リディアスが帰って来てくれたのは嬉しい。でも、エスクード様はリディアスが帰って来るまでシイちゃんを貸してくれると言っていた。
ということは、シイちゃんとのお別れの日は近いということだ。
リディアスはそのことを知らないけれど、シイちゃんは知っている。
もう帰らなくちゃと思っているのかな。
「どうした? 元気ねぇな。俺が帰ってきたのに嬉しくないのか?」
「嬉しいって言ってるじゃない。だけど、シイちゃんと一緒にいられるのは、リディアスが帰ってくるまでなの」
「……どういうことだ?」
「実は、エスクード様からこう言われていたの」
経緯を説明すると、リディアスはショックを受けた顔をして、私の手の中のシイちゃんを撫でる。
「帰ってくるんじゃなかったか?」
「どうして、そんなことを言うのよ!」
私が叫ぶと同時に、シイちゃんが手の中から飛び出して、リディアスの額に体当たりした。
「いってぇ!」
「リディアスが馬鹿なことを言うから、シイちゃんが怒ってるじゃない」
『ソウダソウダ』と言わんばかりに、シイちゃんが私の膝の上でピョンピョン飛び跳ねた。
「悪かったよ」
リディアスは少し赤くなった自分の額を撫でながら続ける。
「じゃあ、近いうちにフラル王国側からシイを返せと連絡があるってことか?」
「その前に、私たちのほうから言わないといけないでしょうね」
家族にだって別れはある。私の場合は、リディアスと結婚しても実家は変わらないけれど、多くの女性は実家から出て夫の家で暮らすことになる。

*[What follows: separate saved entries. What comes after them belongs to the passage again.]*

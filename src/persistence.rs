//! PNG writer for the final photo.

use crate::{config::OutputConfig, interfaces::ImageSink, Error, Result};
use image::{ImageFormat, RgbImage};
use log::info;
use std::path::{Path, PathBuf};
use std::time::{SystemTime, UNIX_EPOCH};

/// Writes `<directory>/<prefix>_<unix seconds>.png`
#[derive(Debug, Clone)]
pub struct PngSink {
    directory: PathBuf,
    prefix: String,
}

impl PngSink {
    /// Create a sink; the directory is created on first save
    #[must_use]
    pub fn new(directory: impl Into<PathBuf>, prefix: impl Into<String>) -> Self {
        Self {
            directory: directory.into(),
            prefix: prefix.into(),
        }
    }

    /// Create a sink from the output configuration
    #[must_use]
    pub fn from_config(config: &OutputConfig) -> Self {
        Self::new(config.directory.clone(), config.file_prefix.clone())
    }

    /// Output directory
    #[must_use]
    pub fn directory(&self) -> &Path {
        &self.directory
    }

    /// Path a photo taken at `taken_at` is written to
    #[must_use]
    pub fn path_for(&self, taken_at: SystemTime) -> PathBuf {
        let secs = taken_at.duration_since(UNIX_EPOCH).map_or(0, |d| d.as_secs());
        self.directory.join(format!("{}_{secs}.png", self.prefix))
    }
}

impl ImageSink for PngSink {
    fn save(&mut self, image: &RgbImage, taken_at: SystemTime) -> Result<PathBuf> {
        std::fs::create_dir_all(&self.directory).map_err(|e| {
            Error::Persistence(format!("Failed to create {}: {e}", self.directory.display()))
        })?;

        let path = self.path_for(taken_at);
        image
            .save_with_format(&path, ImageFormat::Png)
            .map_err(|e| Error::Persistence(format!("Failed to write {}: {e}", path.display())))?;

        info!("Photo saved to {}", path.display());
        Ok(path)
    }
}
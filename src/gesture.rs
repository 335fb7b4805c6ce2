//! Thumb gesture classification over a single hand's landmarks.
//!
//! The tests are relative distances within one hand, so they tolerate
//! different hand sizes somewhat but are not normalized for camera distance.
//! Treat the default ratios as a starting calibration.

use crate::{
    config::GestureConfig,
    constants::{
        INDEX_DIP, INDEX_MCP, INDEX_TIP, MIDDLE_DIP, MIDDLE_MCP, MIDDLE_TIP, PINKY_DIP, PINKY_MCP, PINKY_TIP,
        RING_DIP, RING_MCP, RING_TIP, THUMB_IP, THUMB_MCP, THUMB_TIP,
    },
    landmarks::HandLandmarks,
};
use std::fmt;

/// Symbolic hand gesture
#[derive(Debug, Clone, Copy, PartialEq, Eq, Hash)]
pub enum Gesture {
    /// Thumb extended upward, other fingers curled
    Up,
    /// Thumb folded across the palm, other fingers curled
    Down,
    /// Anything else
    None,
}

impl fmt::Display for Gesture {
    fn fmt(&self, f: &mut fmt::Formatter<'_>) -> fmt::Result {
        match self {
            Self::Up => write!(f, "up"),
            Self::Down => write!(f, "down"),
            Self::None => write!(f, "none"),
        }
    }
}

/// (tip, dip, mcp) for index, middle, ring and pinky
const FINGERS: [(usize, usize, usize); 4] = [
    (INDEX_TIP, INDEX_DIP, INDEX_MCP),
    (MIDDLE_TIP, MIDDLE_DIP, MIDDLE_MCP),
    (RING_TIP, RING_DIP, RING_MCP),
    (PINKY_TIP, PINKY_DIP, PINKY_MCP),
];

/// Whether one finger is curled.
///
/// The tip may be no farther from the knuckle than `ratio` times the
/// joint below the tip. With `require_below`, the tip must also not be above
/// the knuckle.
#[must_use]
pub fn finger_flexed(hand: &HandLandmarks, finger: (usize, usize, usize), ratio: f32, require_below: bool) -> bool {
    let (tip, dip, mcp) = (hand.point(finger.0), hand.point(finger.1), hand.point(finger.2));

    if tip.distance(&mcp) > dip.distance(&mcp) * ratio {
        return false;
    }
    !(require_below && tip.y < mcp.y)
}

/// Whether all four non-thumb fingers are curled
#[must_use]
pub fn fingers_flexed(hand: &HandLandmarks, ratio: f32, require_below: bool) -> bool {
    FINGERS
        .iter()
        .all(|&finger| finger_flexed(hand, finger, ratio, require_below))
}

/// Thumb tip is farther from its knuckle than `ratio` times the IP joint is
#[must_use]
pub fn thumb_extended(hand: &HandLandmarks, ratio: f32) -> bool {
    let mcp = hand.point(THUMB_MCP);
    hand.point(THUMB_TIP).distance(&mcp) > hand.point(THUMB_IP).distance(&mcp) * ratio
}

/// Thumbs-up test
#[must_use]
pub fn is_thumbs_up(hand: &HandLandmarks, config: &GestureConfig) -> bool {
    let thumb_above_palm = hand.point(THUMB_TIP).y < hand.point(INDEX_MCP).y;

    thumb_extended(hand, config.thumb_extension_ratio)
        && thumb_above_palm
        && fingers_flexed(hand, config.up_flex_ratio, true)
}

/// Thumbs-down test
#[must_use]
pub fn is_thumbs_down(hand: &HandLandmarks, config: &GestureConfig) -> bool {
    let index_mcp = hand.point(INDEX_MCP);
    let thumb_folded = hand.point(THUMB_TIP).distance(&index_mcp)
        < hand.point(THUMB_MCP).distance(&index_mcp) * config.thumb_fold_ratio;

    thumb_folded && fingers_flexed(hand, config.down_flex_ratio, false)
}

/// Stateless gesture classifier
#[derive(Debug, Clone, Default)]
pub struct GestureClassifier {
    config: GestureConfig,
}

impl GestureClassifier {
    /// Create a classifier with the given ratios
    #[must_use]
    pub fn new(config: GestureConfig) -> Self {
        Self { config }
    }

    /// Classify one hand
    #[must_use]
    pub fn classify(&self, hand: &HandLandmarks) -> Gesture {
        if is_thumbs_up(hand, &self.config) {
            Gesture::Up
        } else if is_thumbs_down(hand, &self.config) {
            Gesture::Down
        } else {
            Gesture::None
        }
    }

    /// Classify every detected hand, keeping detector order
    #[must_use]
    pub fn classify_all(&self, hands: &[HandLandmarks]) -> Vec<Gesture> {
        hands.iter().map(|hand| self.classify(hand)).collect()
    }
}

家族と離れ離れになっても、本当の家族なら絆が消えてしまうわけじゃない。それは私たちも同じことが言えるわよね。
「エスクード様に、たまにはシイちゃんと会わせてほしいって頼んでみるわ」
「レイティン殿下のこともあるし、きっと了承してくれるだろう」
リディアスと頷き合っていると、シイちゃんがポーチに体当たりするので、何か話したいのかなと思って紙を取り出した。

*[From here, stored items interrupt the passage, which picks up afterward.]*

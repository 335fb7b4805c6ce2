//! Pure image operations used by the capture workflow.
//!
//! Every operation returns a new buffer; inputs are never modified except by
//! the explicit in-place drawing helpers.

use crate::{
    constants::{INDEX_TIP, THUMB_TIP},
    landmarks::HandLandmarks,
};
use image::{imageops, Pixel, Rgb, RgbImage};

/// Outline color on the photo
pub const GREEN: Rgb<u8> = Rgb([0, 255, 0]);

/// Outline color on the live frame
pub const BLUE: Rgb<u8> = Rgb([0, 0, 255]);

/// Padding color
pub const BLACK: Rgb<u8> = Rgb([0, 0, 0]);

/// Axis-aligned pixel rectangle covering `[x1, x2) × [y1, y2)`
#[derive(Debug, Clone, Copy, PartialEq, Eq, Hash)]
pub struct CropRect {
    x1: u32,
    y1: u32,
    x2: u32,
    y2: u32,
}

impl CropRect {
    /// Create a rectangle; `None` unless `x1 < x2` and `y1 < y2`
    #[must_use]
    pub fn new(x1: u32, y1: u32, x2: u32, y2: u32) -> Option<Self> {
        (x1 < x2 && y1 < y2).then_some(Self { x1, y1, x2, y2 })
    }

    /// Bounding rectangle of the index and thumb tips of exactly two hands
    #[must_use]
    pub fn from_hands(hands: &[HandLandmarks], width: u32, height: u32) -> Option<Self> {
        if hands.len() != 2 {
            return None;
        }

        let corners: Vec<(u32, u32)> = hands
            .iter()
            .flat_map(|hand| [hand.point(INDEX_TIP), hand.point(THUMB_TIP)])
            .map(|p| p.to_pixel(width, height))
            .collect();

        let x1 = corners.iter().map(|c| c.0).min()?;
        let y1 = corners.iter().map(|c| c.1).min()?;
        let x2 = corners.iter().map(|c| c.0).max()?;
        let y2 = corners.iter().map(|c| c.1).max()?;

        Self::new(x1, y1, x2, y2)
    }

    /// Left edge
    #[must_use]
    pub const fn x1(&self) -> u32 {
        self.x1
    }

    /// Top edge
    #[must_use]
    pub const fn y1(&self) -> u32 {
        self.y1
    }

    /// Right edge, exclusive
    #[must_use]
    pub const fn x2(&self) -> u32 {
        self.x2
    }

    /// Bottom edge, exclusive
    #[must_use]
    pub const fn y2(&self) -> u32 {
        self.y2
    }

    /// Width in pixels
    #[must_use]
    pub const fn width(&self) -> u32 {
        self.x2 - self.x1
    }

    /// Height in pixels
    #[must_use]
    pub const fn height(&self) -> u32 {
        self.y2 - self.y1
    }

    /// Whether a pixel lies inside
    #[must_use]
    pub const fn contains(&self, x: u32, y: u32) -> bool {
        x >= self.x1 && x < self.x2 && y >= self.y1 && y < self.y2
    }

    /// Intersection with an image of the given size
    #[must_use]
    pub fn clamp_to(&self, width: u32, height: u32) -> Option<Self> {
        Self::new(self.x1.min(width), self.y1.min(height), self.x2.min(width), self.y2.min(height))
    }
}

/// Copy the part of `image` inside `rect`; `None` if it lies outside the image
#[must_use]
pub fn crop(image: &RgbImage, rect: &CropRect) -> Option<RgbImage> {
    let rect = rect.clamp_to(image.width(), image.height())?;
    Some(imageops::crop_imm(image, rect.x1, rect.y1, rect.width(), rect.height()).to_image())
}

/// Wrap an angle in degrees into `[0, 360)`
#[must_use]
pub const fn normalize_angle(angle: i32) -> i32 {
    angle.rem_euclid(360)
}

/// Rotate by a multiple of 90 degrees; positive angles turn counter-clockwise.
///
/// Angles that are not a multiple of 90 snap to the nearest quarter turn.
#[must_use]
pub fn rotate_quarter_turns(image: &RgbImage, angle: i32) -> RgbImage {
    match ((normalize_angle(angle) + 45) / 90) % 4 {
        1 => imageops::rotate270(image),
        2 => imageops::rotate180(image),
        3 => imageops::rotate90(image),
        _ => image.clone(),
    }
}

fn gray(pixel: &Rgb<u8>) -> Rgb<u8> {
    let luma = pixel.to_luma().0[0];
    Rgb([luma, luma, luma])
}

/// Grayscale copy, kept as three channels
#[must_use]
pub fn desaturate(image: &RgbImage) -> RgbImage {
    RgbImage::from_fn(image.width(), image.height(), |x, y| gray(image.get_pixel(x, y)))
}

/// Keep color inside `rect` and desaturate everything else.
///
/// With a rectangle, its outline is drawn in green; without one the whole
/// image is desaturated.
#[must_use]
pub fn highlight_region(image: &RgbImage, rect: Option<&CropRect>, thickness: u32) -> RgbImage {
    let Some(rect) = rect else {
        return desaturate(image);
    };

    let mut out = RgbImage::from_fn(image.width(), image.height(), |x, y| {
        let pixel = image.get_pixel(x, y);
        if rect.contains(x, y) {
            *pixel
        } else {
            gray(pixel)
        }
    });
    draw_outline(&mut out, rect, GREEN, thickness);
    out
}

/// Draw a rectangle border of `thickness` pixels just inside `rect`
pub fn draw_outline(image: &mut RgbImage, rect: &CropRect, color: Rgb<u8>, thickness: u32) {
    let Some(rect) = rect.clamp_to(image.width(), image.height()) else {
        return;
    };
    let t = thickness.max(1);

    for y in rect.y1..rect.y2 {
        for x in rect.x1..rect.x2 {
            let on_border = x < rect.x1 + t || x + t >= rect.x2 || y < rect.y1 + t || y + t >= rect.y2;
            if on_border {
                image.put_pixel(x, y, color);
            }
        }
    }
}

/// Place two images next to each other.
///
/// The shorter one is padded with black, split evenly above and below, so
/// both share the same height.
#[must_use]
pub fn side_by_side(left: &RgbImage, right: &RgbImage) -> RgbImage {
    let height = left.height().max(right.height());
    let mut canvas = RgbImage::from_pixel(left.width() + right.width(), height, BLACK);

    let left_top = (height - left.height()) / 2;
    let right_top = (height - right.height()) / 2;
    imageops::overlay(&mut canvas, left, 0, i64::from(left_top));
    imageops::overlay(&mut canvas, right, i64::from(left.width()), i64::from(right_top));
    canvas
}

誰も座っていないスペースに紙を広げてシイちゃんを置くと、ころころと転がり始める。馬車が揺れるたびに変な方向に転がったりはしたけれど、シイちゃんが伝えてくれたのはこんな言葉だった。
『ミリルタチガピンチニナッタラ、フラルオウコクノオウケニハ、ナニモイワズニカッテニトンデイクヨ』
気持ちは嬉しいけれど、フラル王国側が気づいた時にパニックになりそうね。
「気持ちは嬉しいけれど、エスクード様には知らせていってね」
『ワカッタ』
こうして、シイちゃんとの別れを覚悟した私たちだったが、思いもよらない出来事が起き、事態は急変する。

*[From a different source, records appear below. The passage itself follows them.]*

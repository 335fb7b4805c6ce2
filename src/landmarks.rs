//! Hand and face landmark sets supplied by an external landmark detector.
//!
//! Coordinates are normalized to the frame: `x` and `y` lie in `[0, 1]` with
//! `y` growing downward, `z` is relative depth.

use crate::{
    constants::{FACE_CENTER, LEFT_EYE, NUM_HAND_LANDMARKS, RIGHT_EYE},
    utils::safe_cast::normalized_to_pixel,
    Error, Result,
};
use serde::{Deserialize, Serialize};

/// Normalized 3D landmark
#[derive(Debug, Clone, Copy, PartialEq, Default, Serialize, Deserialize)]
#[serde(from = "[f32; 3]", into = "[f32; 3]")]
pub struct Point3 {
    /// Horizontal position, 0 = left edge
    pub x: f32,
    /// Vertical position, 0 = top edge
    pub y: f32,
    /// Relative depth
    pub z: f32,
}

impl Point3 {
    /// Create a point
    #[must_use]
    pub const fn new(x: f32, y: f32, z: f32) -> Self {
        Self { x, y, z }
    }

    /// Euclidean distance in all three dimensions
    #[must_use]
    pub fn distance(&self, other: &Self) -> f32 {
        ((self.x - other.x).powi(2) + (self.y - other.y).powi(2) + (self.z - other.z).powi(2)).sqrt()
    }

    /// Pixel position in a frame of the given size, truncated and clamped to the frame
    #[must_use]
    pub fn to_pixel(&self, width: u32, height: u32) -> (u32, u32) {
        (normalized_to_pixel(self.x, width), normalized_to_pixel(self.y, height))
    }
}

impl From<[f32; 3]> for Point3 {
    fn from([x, y, z]: [f32; 3]) -> Self {
        Self { x, y, z }
    }
}

impl From<Point3> for [f32; 3] {
    fn from(p: Point3) -> Self {
        [p.x, p.y, p.z]
    }
}

/// The 21 landmarks of one detected hand
#[derive(Debug, Clone, PartialEq)]
pub struct HandLandmarks {
    points: Vec<Point3>,
}

impl HandLandmarks {
    /// Create a hand set, rejecting anything other than 21 points
    ///
    /// # Errors
    ///
    /// Returns `Error::InvalidInput` if the point count is wrong
    pub fn new(points: Vec<Point3>) -> Result<Self> {
        if points.len() != NUM_HAND_LANDMARKS {
            return Err(Error::InvalidInput(format!(
                "Hand landmark set must have {NUM_HAND_LANDMARKS} points, got {}",
                points.len()
            )));
        }
        Ok(Self { points })
    }

    /// Landmark by index; indices are the `constants` hand indices
    ///
    /// # Panics
    ///
    /// Panics if `index >= 21`
    #[must_use]
    pub fn point(&self, index: usize) -> Point3 {
        self.points[index]
    }

    /// All landmarks in detector order
    #[must_use]
    pub fn points(&self) -> &[Point3] {
        &self.points
    }
}

impl TryFrom<Vec<Point3>> for HandLandmarks {
    type Error = Error;

    fn try_from(points: Vec<Point3>) -> Result<Self> {
        Self::new(points)
    }
}

/// The three face keypoints used for head motion
#[derive(Debug, Clone, Copy, PartialEq, Serialize, Deserialize)]
pub struct FaceLandmarks {
    /// Point between the eyes, tracked for nods
    pub center: Point3,
    /// Outer corner of the left eye (image left)
    pub left_eye: Point3,
    /// Outer corner of the right eye (image right)
    pub right_eye: Point3,
}

impl FaceLandmarks {
    /// Build from the three keypoints directly
    #[must_use]
    pub const fn new(center: Point3, left_eye: Point3, right_eye: Point3) -> Self {
        Self {
            center,
            left_eye,
            right_eye,
        }
    }

    /// Extract keypoints from a full face mesh
    ///
    /// # Errors
    ///
    /// Returns `Error::InvalidInput` if the mesh is too short to contain the keypoints
    pub fn from_mesh(mesh: &[Point3]) -> Result<Self> {
        let needed = FACE_CENTER.max(LEFT_EYE).max(RIGHT_EYE) + 1;
        if mesh.len() < needed {
            return Err(Error::InvalidInput(format!(
                "Face mesh must have at least {needed} points, got {}",
                mesh.len()
            )));
        }
        Ok(Self::new(mesh[FACE_CENTER], mesh[LEFT_EYE], mesh[RIGHT_EYE]))
    }
}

馬車を降りて、エントランスホールに入った私たちのもとに、お父様とお母様が駆け寄ってきた。二人の切羽詰まった表情を見た私は、不安になって尋ねる。
「何かあったんですか?」
「ハピパル王国の国王陛下から連絡があった。二人に話したいことがあるから、このまま私の部屋まで来なさい」
「「承知しました」」
私とリディアスは声を揃え、急ぎ足で歩くお父様の後を追って部屋の中に入った。黒のソファに、リディアスと並んで座ると、お父様たちは向かい側に座り、早速話し始める。
「王家の石について連絡がきた」
「シイちゃんのことですか?」
一度、ポーチの中にしまっていたシイちゃんを取り出して尋ねると、お父様は首を横に振った。
「違う。エゲナ王国の王家の石だ」
「エゲナ王国?」
聞いたことのない国の名前だったので、思わず聞き返した。それと同時に、シイちゃんがびくりと体を動かした。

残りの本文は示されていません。